** Extracted information follows **

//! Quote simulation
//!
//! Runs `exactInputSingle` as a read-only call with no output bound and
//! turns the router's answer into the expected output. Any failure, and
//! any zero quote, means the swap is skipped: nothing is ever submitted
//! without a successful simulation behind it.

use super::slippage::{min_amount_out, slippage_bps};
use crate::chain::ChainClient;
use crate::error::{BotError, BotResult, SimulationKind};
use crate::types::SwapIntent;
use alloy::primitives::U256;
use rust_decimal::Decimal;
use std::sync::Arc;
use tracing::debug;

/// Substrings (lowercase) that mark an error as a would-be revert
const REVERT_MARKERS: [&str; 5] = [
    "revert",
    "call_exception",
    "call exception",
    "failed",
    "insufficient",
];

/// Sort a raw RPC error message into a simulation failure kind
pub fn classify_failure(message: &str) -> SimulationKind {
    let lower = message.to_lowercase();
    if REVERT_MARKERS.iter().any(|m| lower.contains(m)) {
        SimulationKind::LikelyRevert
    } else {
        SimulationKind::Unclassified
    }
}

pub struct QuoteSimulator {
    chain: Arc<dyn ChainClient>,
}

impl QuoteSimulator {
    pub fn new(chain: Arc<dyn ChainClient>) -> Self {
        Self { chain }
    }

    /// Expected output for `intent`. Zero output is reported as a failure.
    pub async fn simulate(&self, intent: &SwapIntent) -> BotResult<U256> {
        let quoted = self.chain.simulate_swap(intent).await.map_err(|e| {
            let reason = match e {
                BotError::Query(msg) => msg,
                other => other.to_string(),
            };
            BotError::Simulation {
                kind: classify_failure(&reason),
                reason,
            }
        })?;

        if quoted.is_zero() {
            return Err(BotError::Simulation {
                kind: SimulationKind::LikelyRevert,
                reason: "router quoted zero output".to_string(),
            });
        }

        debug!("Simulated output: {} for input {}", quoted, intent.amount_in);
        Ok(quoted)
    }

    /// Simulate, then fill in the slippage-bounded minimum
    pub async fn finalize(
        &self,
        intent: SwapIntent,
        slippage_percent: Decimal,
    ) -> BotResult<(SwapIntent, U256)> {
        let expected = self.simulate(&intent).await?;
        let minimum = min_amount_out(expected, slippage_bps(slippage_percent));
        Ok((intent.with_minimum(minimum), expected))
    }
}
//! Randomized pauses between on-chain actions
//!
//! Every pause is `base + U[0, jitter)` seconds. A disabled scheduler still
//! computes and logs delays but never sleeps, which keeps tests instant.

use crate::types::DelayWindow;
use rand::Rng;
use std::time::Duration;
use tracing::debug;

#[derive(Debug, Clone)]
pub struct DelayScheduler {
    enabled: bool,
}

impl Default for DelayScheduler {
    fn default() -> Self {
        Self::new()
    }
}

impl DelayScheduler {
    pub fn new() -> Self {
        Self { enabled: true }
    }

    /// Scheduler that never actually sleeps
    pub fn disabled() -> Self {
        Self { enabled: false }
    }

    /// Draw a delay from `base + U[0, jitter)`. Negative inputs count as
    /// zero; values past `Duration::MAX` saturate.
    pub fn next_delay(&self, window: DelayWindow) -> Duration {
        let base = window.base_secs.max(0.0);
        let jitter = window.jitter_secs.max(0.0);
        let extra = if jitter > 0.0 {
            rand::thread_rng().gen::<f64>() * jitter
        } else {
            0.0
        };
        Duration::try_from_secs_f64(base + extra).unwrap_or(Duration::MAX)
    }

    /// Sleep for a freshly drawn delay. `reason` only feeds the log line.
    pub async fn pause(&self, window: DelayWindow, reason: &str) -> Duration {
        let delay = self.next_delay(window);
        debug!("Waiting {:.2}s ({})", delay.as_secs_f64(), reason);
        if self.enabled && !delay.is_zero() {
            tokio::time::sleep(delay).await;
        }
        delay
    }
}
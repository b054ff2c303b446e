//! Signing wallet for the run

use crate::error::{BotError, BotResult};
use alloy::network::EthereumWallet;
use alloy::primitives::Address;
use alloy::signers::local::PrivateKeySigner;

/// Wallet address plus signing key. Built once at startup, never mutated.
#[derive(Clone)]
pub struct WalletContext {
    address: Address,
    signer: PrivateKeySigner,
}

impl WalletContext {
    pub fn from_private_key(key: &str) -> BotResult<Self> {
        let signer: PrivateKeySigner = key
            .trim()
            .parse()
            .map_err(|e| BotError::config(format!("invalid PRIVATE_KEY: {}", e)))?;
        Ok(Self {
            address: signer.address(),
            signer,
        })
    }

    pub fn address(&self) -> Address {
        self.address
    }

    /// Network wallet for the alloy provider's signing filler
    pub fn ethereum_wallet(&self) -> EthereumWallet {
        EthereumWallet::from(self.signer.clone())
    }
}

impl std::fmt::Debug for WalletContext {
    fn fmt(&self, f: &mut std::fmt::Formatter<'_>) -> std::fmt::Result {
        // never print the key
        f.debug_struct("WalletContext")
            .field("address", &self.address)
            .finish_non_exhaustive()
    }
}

** End of Extracted information **

Exercise description >> Copy the records above exactly, beginning at the line that contains "keeps tests instant." and stopping after the line that contains "use alloy::signers::local::PrivateKeySigner;".

Problem solution >>
//! computes and logs delays but never sleeps, which keeps tests instant.

use crate::types::DelayWindow;
use rand::Rng;
use std::time::Duration;
use tracing::debug;

#[derive(Debug, Clone)]
pub struct DelayScheduler {
    enabled: bool,
}

impl Default for DelayScheduler {
    fn default() -> Self {
        Self::new()
    }
}

impl DelayScheduler {
    pub fn new() -> Self {
        Self { enabled: true }
    }

    /// Scheduler that never actually sleeps
    pub fn disabled() -> Self {
        Self { enabled: false }
    }

    /// Draw a delay from `base + U[0, jitter)`. Negative inputs count as
    /// zero; values past `Duration::MAX` saturate.
    pub fn next_delay(&self, window: DelayWindow) -> Duration {
        let base = window.base_secs.max(0.0);
        let jitter = window.jitter_secs.max(0.0);
        let extra = if jitter > 0.0 {
            rand::thread_rng().gen::<f64>() * jitter
        } else {
            0.0
        };
        Duration::try_from_secs_f64(base + extra).unwrap_or(Duration::MAX)
    }

    /// Sleep for a freshly drawn delay. `reason` only feeds the log line.
    pub async fn pause(&self, window: DelayWindow, reason: &str) -> Duration {
        let delay = self.next_delay(window);
        debug!("Waiting {:.2}s ({})", delay.as_secs_f64(), reason);
        if self.enabled && !delay.is_zero() {
            tokio::time::sleep(delay).await;
        }
        delay
    }
}
repository b054ff2c303b446e
//! Signing wallet for the run

use crate::error::{BotError, BotResult};
use alloy::network::EthereumWallet;
use alloy::primitives::Address;
use alloy::signers::local::PrivateKeySigner;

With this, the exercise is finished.